#### [What the task asks]
Whenever a line below includes the string "root", show it.

___

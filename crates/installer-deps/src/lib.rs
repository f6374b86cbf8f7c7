//! Dependency Resolver (spec §2 component G, §4.6): expands a recipe's
//! `requires.binaries` into a full dependency closure over the recipe
//! registry, detects cycles, and produces both a topological order and a
//! per-package-manager batching hint for the Plan Builder.
//!
//! Resolution of a required binary name to a graph node is three-tiered
//! (spec §9): (1) an exact recipe `tool_id` match, (2) a recipe whose
//! `satisfies` list names the binary, (3) no recipe covers it, in which
//! case it is assumed to be satisfied by the dependent recipe's own
//! `requires.packages` system-package list and never becomes a graph node.

use std::collections::{HashMap, HashSet};

use installer_core::{InstallError, RecipeRegistry};

#[derive(Debug, Clone, PartialEq, Eq)]
pub struct DependencyGraph {
    /// Topologically-irrelevant node set; `root` is always present.
    pub nodes: Vec<String>,
    /// `tool_id -> [tool_ids it requires]`, edges point from dependent to
    /// dependency.
    pub edges: HashMap<String, Vec<String>>,
}

/// Resolves one `requires.binaries` entry to a graph node, or `None` if it
/// falls through to tier 3 (satisfied by system packages, no new node).
fn resolve_binary<'a>(binary: &str, registry: &'a RecipeRegistry) -> Option<&'a str> {
    if let Some(recipe) = registry.recipe_of(binary) {
        return Some(&recipe.tool_id);
    }
    registry
        .iter()
        .find(|r| r.satisfies.iter().any(|s| s == binary))
        .map(|r| r.tool_id.as_str())
}

/// Builds the full dependency closure reachable from `root` via recursive
/// expansion of `requires.binaries` (spec §4.6).
pub fn build_closure(root: &str, registry: &RecipeRegistry) -> Result<DependencyGraph, InstallError> {
    let mut nodes = Vec::new();
    let mut edges: HashMap<String, Vec<String>> = HashMap::new();
    let mut visited = HashSet::new();
    let mut stack = vec![root.to_string()];

    while let Some(tool_id) = stack.pop() {
        if !visited.insert(tool_id.clone()) {
            continue;
        }
        let recipe = registry
            .recipe_of(&tool_id)
            .ok_or_else(|| InstallError::UnknownTool { tool: tool_id.clone() })?;
        nodes.push(tool_id.clone());

        let mut deps = Vec::new();
        for binary in &recipe.requires.binaries {
            let Some(dep_id) = resolve_binary(binary, registry) else {
                continue;
            };
            if dep_id == tool_id && !recipe.satisfies_self {
                return Err(InstallError::DependencyCycle {
                    cycle: vec![tool_id.clone()],
                });
            }
            if dep_id == tool_id && recipe.satisfies_self {
                continue;
            }
            deps.push(dep_id.to_string());
            if !visited.contains(dep_id) {
                stack.push(dep_id.to_string());
            }
        }
        edges.insert(tool_id, deps);
    }

    Ok(DependencyGraph { nodes, edges })
}

#[derive(Debug, Clone, Copy, PartialEq, Eq)]
enum Mark {
    Visiting,
    Done,
}

/// Iterative DFS cycle detection (spec §9: recursion depth must not track
/// the dependency graph's depth). Returns the first cycle found, expressed
/// as the ordered path from the start of the cycle back to itself.
pub fn find_cycle(graph: &DependencyGraph) -> Option<Vec<String>> {
    let mut marks: HashMap<&str, Mark> = HashMap::new();
    let mut path: Vec<String> = Vec::new();
    let empty: Vec<String> = Vec::new();

    for start in &graph.nodes {
        if marks.contains_key(start.as_str()) {
            continue;
        }
        // (node, next edge index to visit)
        let mut stack: Vec<(&str, usize)> = vec![(start.as_str(), 0)];
        marks.insert(start, Mark::Visiting);
        path.push(start.clone());

        while let Some((node, idx)) = stack.pop() {
            let deps = graph.edges.get(node).unwrap_or(&empty);
            if idx < deps.len() {
                let next = deps[idx].as_str();
                stack.push((node, idx + 1));
                match marks.get(next) {
                    Some(Mark::Visiting) => {
                        let cycle_start = path.iter().position(|n| n == next).unwrap_or(0);
                        let mut cycle: Vec<String> = path[cycle_start..].to_vec();
                        cycle.push(next.to_string());
                        return Some(cycle);
                    }
                    Some(Mark::Done) => {}
                    None => {
                        marks.insert(next, Mark::Visiting);
                        path.push(next.to_string());
                        stack.push((next, 0));
                    }
                }
            } else {
                marks.insert(node, Mark::Done);
                path.pop();
            }
        }
    }
    None
}

/// Kahn's-algorithm topological sort, dependencies before dependents.
/// Assumes the graph is acyclic; call `find_cycle` first.
pub fn topological_order(graph: &DependencyGraph) -> Vec<String> {
    // An edge `tool -> dep` means "tool depends on dep", i.e. dep must run
    // first, so in-degree here counts each node's unresolved dependencies.
    let mut in_degree: HashMap<&str, usize> = graph.nodes.iter().map(|n| (n.as_str(), 0)).collect();
    for node in &graph.nodes {
        let count = graph.edges.get(node).map(|d| d.len()).unwrap_or(0);
        in_degree.insert(node.as_str(), count);
    }

    let mut ready: Vec<String> = graph
        .nodes
        .iter()
        .filter(|n| in_degree.get(n.as_str()).copied().unwrap_or(0) == 0)
        .cloned()
        .collect();
    ready.sort();

    let mut order = Vec::with_capacity(graph.nodes.len());
    let mut queue = ready;

    while let Some(node) = queue.pop() {
        order.push(node.clone());
        let mut newly_ready = Vec::new();
        for (candidate, deps) in &graph.edges {
            if order.contains(candidate) || queue.contains(candidate) {
                continue;
            }
            if deps.contains(&node) {
                let remaining = deps.iter().filter(|d| !order.contains(*d)).count();
                if remaining == 0 {
                    newly_ready.push(candidate.clone());
                }
            }
        }
        newly_ready.sort();
        queue.extend(newly_ready);
    }

    order
}

/// Groups tool_ids by the system package manager their chosen method uses,
/// so the Plan Builder can emit one batched `packages` step per PM instead
/// of N sequential single-package steps (spec §4.6).
pub fn batch_by_package_manager(
    order: &[String],
    method_of: impl Fn(&str) -> Option<installer_core::types::Method>,
) -> Vec<(Option<installer_core::types::Method>, Vec<String>)> {
    let mut batches: Vec<(Option<installer_core::types::Method>, Vec<String>)> = Vec::new();
    for tool_id in order {
        let method = method_of(tool_id).filter(|m| m.is_system_pm());
        match batches.last_mut() {
            Some((last_method, ids)) if *last_method == method && method.is_some() => {
                ids.push(tool_id.clone());
            }
            _ => batches.push((method, vec![tool_id.clone()])),
        }
    }
    batches
}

___

#### [Response area]
    /// Topologically-irrelevant node set; `root` is always present.
/// Builds the full dependency closure reachable from `root` via recursive
pub fn build_closure(root: &str, registry: &RecipeRegistry) -> Result<DependencyGraph, InstallError> {
    let mut stack = vec![root.to_string()];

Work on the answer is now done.